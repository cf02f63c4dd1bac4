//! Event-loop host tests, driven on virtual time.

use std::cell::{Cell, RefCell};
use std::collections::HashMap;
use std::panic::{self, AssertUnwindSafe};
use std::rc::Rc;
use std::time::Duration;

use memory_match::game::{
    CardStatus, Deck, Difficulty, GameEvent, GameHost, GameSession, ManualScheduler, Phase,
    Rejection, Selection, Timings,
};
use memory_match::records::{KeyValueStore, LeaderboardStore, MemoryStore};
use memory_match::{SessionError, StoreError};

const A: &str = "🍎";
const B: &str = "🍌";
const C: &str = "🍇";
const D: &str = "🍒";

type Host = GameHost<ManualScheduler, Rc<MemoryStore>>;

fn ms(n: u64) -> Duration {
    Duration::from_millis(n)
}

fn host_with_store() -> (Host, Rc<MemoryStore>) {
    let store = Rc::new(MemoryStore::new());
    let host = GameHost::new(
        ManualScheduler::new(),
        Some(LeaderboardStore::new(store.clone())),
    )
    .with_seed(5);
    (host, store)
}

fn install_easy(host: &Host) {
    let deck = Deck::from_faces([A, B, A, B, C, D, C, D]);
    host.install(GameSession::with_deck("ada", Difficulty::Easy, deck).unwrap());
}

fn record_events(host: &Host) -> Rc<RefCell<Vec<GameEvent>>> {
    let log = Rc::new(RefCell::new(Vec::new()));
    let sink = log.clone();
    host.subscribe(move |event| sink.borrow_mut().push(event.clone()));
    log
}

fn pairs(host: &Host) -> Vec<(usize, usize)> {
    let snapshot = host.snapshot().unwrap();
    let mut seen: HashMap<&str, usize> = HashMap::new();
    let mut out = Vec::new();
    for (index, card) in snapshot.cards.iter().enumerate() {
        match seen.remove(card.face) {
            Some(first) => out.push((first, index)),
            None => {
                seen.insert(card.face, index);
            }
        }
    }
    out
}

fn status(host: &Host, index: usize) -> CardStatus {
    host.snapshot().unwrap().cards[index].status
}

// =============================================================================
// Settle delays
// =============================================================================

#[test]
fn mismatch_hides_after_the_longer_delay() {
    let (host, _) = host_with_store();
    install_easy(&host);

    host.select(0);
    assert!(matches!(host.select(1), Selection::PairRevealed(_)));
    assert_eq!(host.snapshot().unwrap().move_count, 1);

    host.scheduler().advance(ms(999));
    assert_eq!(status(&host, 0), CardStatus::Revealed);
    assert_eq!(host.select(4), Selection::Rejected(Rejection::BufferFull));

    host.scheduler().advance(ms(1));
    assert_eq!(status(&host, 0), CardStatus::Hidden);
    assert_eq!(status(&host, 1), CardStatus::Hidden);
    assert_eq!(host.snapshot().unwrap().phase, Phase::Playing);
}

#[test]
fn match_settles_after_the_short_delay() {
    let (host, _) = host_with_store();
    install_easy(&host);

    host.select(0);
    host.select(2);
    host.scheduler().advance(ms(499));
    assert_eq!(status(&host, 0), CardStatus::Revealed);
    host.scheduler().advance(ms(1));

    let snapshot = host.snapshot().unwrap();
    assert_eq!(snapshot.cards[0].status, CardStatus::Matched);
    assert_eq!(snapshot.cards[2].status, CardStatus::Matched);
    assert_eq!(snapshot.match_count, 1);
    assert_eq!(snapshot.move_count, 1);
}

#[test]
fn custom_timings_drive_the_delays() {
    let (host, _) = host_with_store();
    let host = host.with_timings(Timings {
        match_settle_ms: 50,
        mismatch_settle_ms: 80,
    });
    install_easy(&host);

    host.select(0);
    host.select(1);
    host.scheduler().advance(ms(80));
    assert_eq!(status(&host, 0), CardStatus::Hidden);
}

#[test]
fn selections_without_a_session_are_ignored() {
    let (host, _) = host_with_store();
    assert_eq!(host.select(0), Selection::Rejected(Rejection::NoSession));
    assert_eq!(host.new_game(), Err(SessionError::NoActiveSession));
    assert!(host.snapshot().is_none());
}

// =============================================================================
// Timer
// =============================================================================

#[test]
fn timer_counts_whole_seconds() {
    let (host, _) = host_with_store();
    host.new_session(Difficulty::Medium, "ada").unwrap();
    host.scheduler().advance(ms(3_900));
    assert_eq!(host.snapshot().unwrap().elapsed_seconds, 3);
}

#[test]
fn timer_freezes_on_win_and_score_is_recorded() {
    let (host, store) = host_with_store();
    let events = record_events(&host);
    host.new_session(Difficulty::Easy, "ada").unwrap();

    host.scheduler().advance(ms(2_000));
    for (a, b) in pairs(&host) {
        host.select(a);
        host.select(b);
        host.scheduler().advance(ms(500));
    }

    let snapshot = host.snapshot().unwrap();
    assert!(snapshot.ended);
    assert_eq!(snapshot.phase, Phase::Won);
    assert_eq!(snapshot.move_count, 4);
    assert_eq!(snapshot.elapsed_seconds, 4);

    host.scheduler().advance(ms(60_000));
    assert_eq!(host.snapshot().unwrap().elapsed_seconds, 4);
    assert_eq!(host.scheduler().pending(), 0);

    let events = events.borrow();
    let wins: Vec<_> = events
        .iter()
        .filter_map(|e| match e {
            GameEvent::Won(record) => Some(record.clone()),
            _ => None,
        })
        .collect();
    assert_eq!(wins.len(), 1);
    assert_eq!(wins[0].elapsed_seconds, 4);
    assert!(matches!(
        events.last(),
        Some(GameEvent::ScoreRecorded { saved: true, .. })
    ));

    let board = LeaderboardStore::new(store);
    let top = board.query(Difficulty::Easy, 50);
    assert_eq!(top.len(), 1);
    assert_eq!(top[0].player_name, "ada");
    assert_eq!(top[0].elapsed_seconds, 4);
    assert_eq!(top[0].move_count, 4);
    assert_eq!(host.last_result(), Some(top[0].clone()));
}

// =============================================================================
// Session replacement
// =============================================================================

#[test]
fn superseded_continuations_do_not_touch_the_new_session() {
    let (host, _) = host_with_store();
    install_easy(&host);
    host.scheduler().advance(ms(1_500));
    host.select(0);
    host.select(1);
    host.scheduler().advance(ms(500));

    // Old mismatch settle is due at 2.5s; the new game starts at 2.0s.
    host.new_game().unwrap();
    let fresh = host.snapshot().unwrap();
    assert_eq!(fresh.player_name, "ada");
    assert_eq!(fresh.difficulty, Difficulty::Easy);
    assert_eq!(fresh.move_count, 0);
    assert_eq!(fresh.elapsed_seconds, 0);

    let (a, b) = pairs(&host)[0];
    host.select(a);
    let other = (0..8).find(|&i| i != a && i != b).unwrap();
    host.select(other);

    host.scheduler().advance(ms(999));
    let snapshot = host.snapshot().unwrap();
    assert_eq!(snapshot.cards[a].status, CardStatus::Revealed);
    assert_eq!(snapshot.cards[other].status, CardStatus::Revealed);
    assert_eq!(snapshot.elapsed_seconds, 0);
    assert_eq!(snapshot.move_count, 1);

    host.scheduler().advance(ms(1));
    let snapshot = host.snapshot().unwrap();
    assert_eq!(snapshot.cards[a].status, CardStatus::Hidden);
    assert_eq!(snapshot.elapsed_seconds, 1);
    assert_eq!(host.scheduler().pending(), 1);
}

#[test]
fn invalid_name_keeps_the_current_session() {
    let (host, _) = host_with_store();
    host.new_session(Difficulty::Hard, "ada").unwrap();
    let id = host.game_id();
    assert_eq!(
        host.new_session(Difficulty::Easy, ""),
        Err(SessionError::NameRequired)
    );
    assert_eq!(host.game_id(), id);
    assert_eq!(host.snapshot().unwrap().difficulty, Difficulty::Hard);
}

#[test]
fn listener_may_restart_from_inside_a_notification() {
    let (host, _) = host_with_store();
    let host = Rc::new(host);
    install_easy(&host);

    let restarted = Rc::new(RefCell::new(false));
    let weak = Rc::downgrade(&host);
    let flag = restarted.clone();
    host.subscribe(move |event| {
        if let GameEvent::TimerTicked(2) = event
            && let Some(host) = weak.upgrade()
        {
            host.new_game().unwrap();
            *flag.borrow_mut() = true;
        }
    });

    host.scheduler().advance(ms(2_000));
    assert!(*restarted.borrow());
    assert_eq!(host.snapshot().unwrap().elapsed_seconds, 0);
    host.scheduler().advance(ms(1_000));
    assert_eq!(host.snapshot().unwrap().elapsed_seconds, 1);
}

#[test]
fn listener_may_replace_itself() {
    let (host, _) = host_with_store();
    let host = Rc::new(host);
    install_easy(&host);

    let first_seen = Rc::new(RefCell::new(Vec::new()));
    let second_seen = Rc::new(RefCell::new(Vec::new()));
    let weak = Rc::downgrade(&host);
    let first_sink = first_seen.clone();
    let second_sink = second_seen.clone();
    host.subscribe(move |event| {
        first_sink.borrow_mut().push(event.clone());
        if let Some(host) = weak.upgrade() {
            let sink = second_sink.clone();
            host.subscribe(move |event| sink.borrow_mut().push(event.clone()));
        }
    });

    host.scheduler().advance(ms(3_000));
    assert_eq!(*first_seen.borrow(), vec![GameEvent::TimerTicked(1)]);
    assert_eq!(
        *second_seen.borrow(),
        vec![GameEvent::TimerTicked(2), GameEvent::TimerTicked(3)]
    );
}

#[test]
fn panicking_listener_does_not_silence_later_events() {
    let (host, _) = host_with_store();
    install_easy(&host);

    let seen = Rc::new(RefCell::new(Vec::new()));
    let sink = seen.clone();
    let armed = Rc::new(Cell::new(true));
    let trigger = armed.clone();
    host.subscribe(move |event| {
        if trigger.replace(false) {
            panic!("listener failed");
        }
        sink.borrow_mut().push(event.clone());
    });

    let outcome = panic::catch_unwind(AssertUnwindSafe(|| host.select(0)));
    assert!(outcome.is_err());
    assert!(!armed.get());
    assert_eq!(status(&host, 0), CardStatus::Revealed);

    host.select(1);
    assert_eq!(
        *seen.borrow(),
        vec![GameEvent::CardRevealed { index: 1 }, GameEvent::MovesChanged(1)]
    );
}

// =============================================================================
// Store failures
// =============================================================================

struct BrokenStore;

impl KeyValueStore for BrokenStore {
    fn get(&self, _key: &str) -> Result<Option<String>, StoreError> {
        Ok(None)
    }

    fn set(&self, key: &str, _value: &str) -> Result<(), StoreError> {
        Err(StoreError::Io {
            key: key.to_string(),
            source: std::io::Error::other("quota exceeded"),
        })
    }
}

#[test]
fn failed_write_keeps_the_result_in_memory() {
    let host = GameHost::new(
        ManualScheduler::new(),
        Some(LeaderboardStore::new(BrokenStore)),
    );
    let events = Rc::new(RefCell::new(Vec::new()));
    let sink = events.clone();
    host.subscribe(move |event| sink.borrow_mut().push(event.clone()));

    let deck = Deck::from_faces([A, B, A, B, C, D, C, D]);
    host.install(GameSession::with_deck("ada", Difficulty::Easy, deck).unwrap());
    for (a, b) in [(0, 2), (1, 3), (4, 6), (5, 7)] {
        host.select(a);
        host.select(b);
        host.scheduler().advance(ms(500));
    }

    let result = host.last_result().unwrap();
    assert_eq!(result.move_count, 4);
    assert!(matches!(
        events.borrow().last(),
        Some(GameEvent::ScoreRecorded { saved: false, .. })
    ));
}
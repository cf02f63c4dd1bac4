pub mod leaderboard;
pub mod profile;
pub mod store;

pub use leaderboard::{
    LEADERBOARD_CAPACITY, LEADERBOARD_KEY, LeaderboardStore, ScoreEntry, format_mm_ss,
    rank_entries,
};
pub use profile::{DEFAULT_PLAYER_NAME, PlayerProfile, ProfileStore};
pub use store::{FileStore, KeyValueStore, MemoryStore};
━━━━━━━━━━━━━━━━━━━━━━━━━━━━━━
Work to complete: Filter the data for the string "false". Copy each matching line.

Response below:
    let restarted = Rc::new(RefCell::new(false));
        if trigger.replace(false) {
        Some(GameEvent::ScoreRecorded { saved: false, .. })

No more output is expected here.